- Source information
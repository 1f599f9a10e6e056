//! Command-line interface.
//!
//! CLI flags take precedence over environment variables — clap's `env`
//! attribute implements exactly that ordering.

use std::path::PathBuf;

use clap::{Parser, ValueEnum};

use mlc_protocol::ReportFormat;

/// LLM provider selection.
#[derive(Debug, Clone, Copy, PartialEq, Eq, ValueEnum)]
pub enum ProviderArg {
    Bedrock,
    Openai,
}

impl ProviderArg {
    pub fn as_str(&self) -> &'static str {
        match self {
            Self::Bedrock => "bedrock",
            Self::Openai => "openai",
        }
    }
}

/// Report output format.
#[derive(Debug, Clone, Copy, PartialEq, Eq, ValueEnum)]
pub enum FormatArg {
    Markdown,
    Json,
}

impl From<FormatArg> for ReportFormat {
    fn from(value: FormatArg) -> Self {
        match value {
            FormatArg::Markdown => Self::Markdown,
            FormatArg::Json => Self::Json,
        }
    }
}

/// Analyze AWS ML workload costs and produce an optimization report.
#[derive(Debug, Parser)]
#[command(name = "ml-cost-agent", version, about)]
pub struct Cli {
    /// Cost analysis query to run.
    #[arg(long)]
    pub query: String,

    /// LLM provider to use. Defaults to the config file setting.
    #[arg(long, value_enum)]
    pub provider: Option<ProviderArg>,

    /// Path to the YAML configuration file.
    #[arg(long, default_value = "config.yaml")]
    pub config: PathBuf,

    /// AWS profile name.
    #[arg(long, env = "AWS_PROFILE")]
    pub aws_profile: Option<String>,

    /// AWS region.
    #[arg(long, env = "AWS_REGION")]
    pub aws_region: Option<String>,

    /// Tavily API key for internet search.
    #[arg(long, env = "TAVILY_API_KEY", hide_env_values = true)]
    pub tavily_api_key: Option<String>,

    /// OpenAI API key (required with --provider openai).
    #[arg(long, env = "OPENAI_API_KEY", hide_env_values = true)]
    pub openai_api_key: Option<String>,

    /// Save the report to a file instead of stdout.
    #[arg(long)]
    pub output_file: Option<PathBuf>,

    /// Report output format.
    #[arg(long, value_enum, default_value = "markdown")]
    pub format: FormatArg,

    /// Enable debug logging.
    #[arg(long)]
    pub debug: bool,

    /// Maximum retries for throttled AWS calls.
    #[arg(long, default_value_t = 3)]
    pub max_retries: u32,

    /// Root directory for the agent workspace.
    #[arg(long, default_value = ".")]
    pub root_dir: PathBuf,

    /// LangSmith API key for run tracing (optional).
    #[arg(long, env = "LANGSMITH_API_KEY", hide_env_values = true)]
    pub langsmith_api_key: Option<String>,

    /// LangSmith project name (optional).
    #[arg(long, env = "LANGCHAIN_PROJECT")]
    pub langsmith_project: Option<String>,
}

#[cfg(test)]
mod tests {
    use super::*;

    #[test]
    fn parses_minimal_invocation() {
        let cli = Cli::try_parse_from(["ml-cost-agent", "--query", "analyze costs"]).unwrap();
        assert_eq!(cli.query, "analyze costs");
        assert!(cli.provider.is_none());
        assert_eq!(cli.config, PathBuf::from("config.yaml"));
        assert_eq!(cli.max_retries, 3);
        assert_eq!(cli.format, FormatArg::Markdown);
        assert!(!cli.debug);
    }

    #[test]
    fn missing_query_is_an_error() {
        assert!(Cli::try_parse_from(["ml-cost-agent"]).is_err());
    }

    #[test]
    fn parses_full_invocation() {
        let cli = Cli::try_parse_from([
            "ml-cost-agent",
            "--query",
            "q",
            "--provider",
            "openai",
            "--config",
            "custom.yaml",
            "--format",
            "json",
            "--max-retries",
            "5",
            "--root-dir",
            "/tmp/ws",
            "--debug",
        ])
        .unwrap();
        assert_eq!(cli.provider, Some(ProviderArg::Openai));
        assert_eq!(cli.provider.unwrap().as_str(), "openai");
        assert_eq!(cli.format, FormatArg::Json);
        assert_eq!(cli.max_retries, 5);
        assert!(cli.debug);
    }

    #[test]
    fn rejects_unknown_provider() {
        assert!(
            Cli::try_parse_from(["ml-cost-agent", "--query", "q", "--provider", "claudeml"])
                .is_err()
        );
    }
}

- What you should do
Reproduce, please, the lines of the material from its first line down to the line containing "query to run.", keeping both ends and nothing beyond them.

- Problem solution
repository 1f599f9a10e6e056
//! Command-line interface.
//!
//! CLI flags take precedence over environment variables — clap's `env`
//! attribute implements exactly that ordering.

use std::path::PathBuf;

use clap::{Parser, ValueEnum};

use mlc_protocol::ReportFormat;

/// LLM provider selection.
#[derive(Debug, Clone, Copy, PartialEq, Eq, ValueEnum)]
pub enum ProviderArg {
    Bedrock,
    Openai,
}

impl ProviderArg {
    pub fn as_str(&self) -> &'static str {
        match self {
            Self::Bedrock => "bedrock",
            Self::Openai => "openai",
        }
    }
}

/// Report output format.
#[derive(Debug, Clone, Copy, PartialEq, Eq, ValueEnum)]
pub enum FormatArg {
    Markdown,
    Json,
}

impl From<FormatArg> for ReportFormat {
    fn from(value: FormatArg) -> Self {
        match value {
            FormatArg::Markdown => Self::Markdown,
            FormatArg::Json => Self::Json,
        }
    }
}

/// Analyze AWS ML workload costs and produce an optimization report.
#[derive(Debug, Parser)]
#[command(name = "ml-cost-agent", version, about)]
pub struct Cli {
    /// Cost analysis query to run.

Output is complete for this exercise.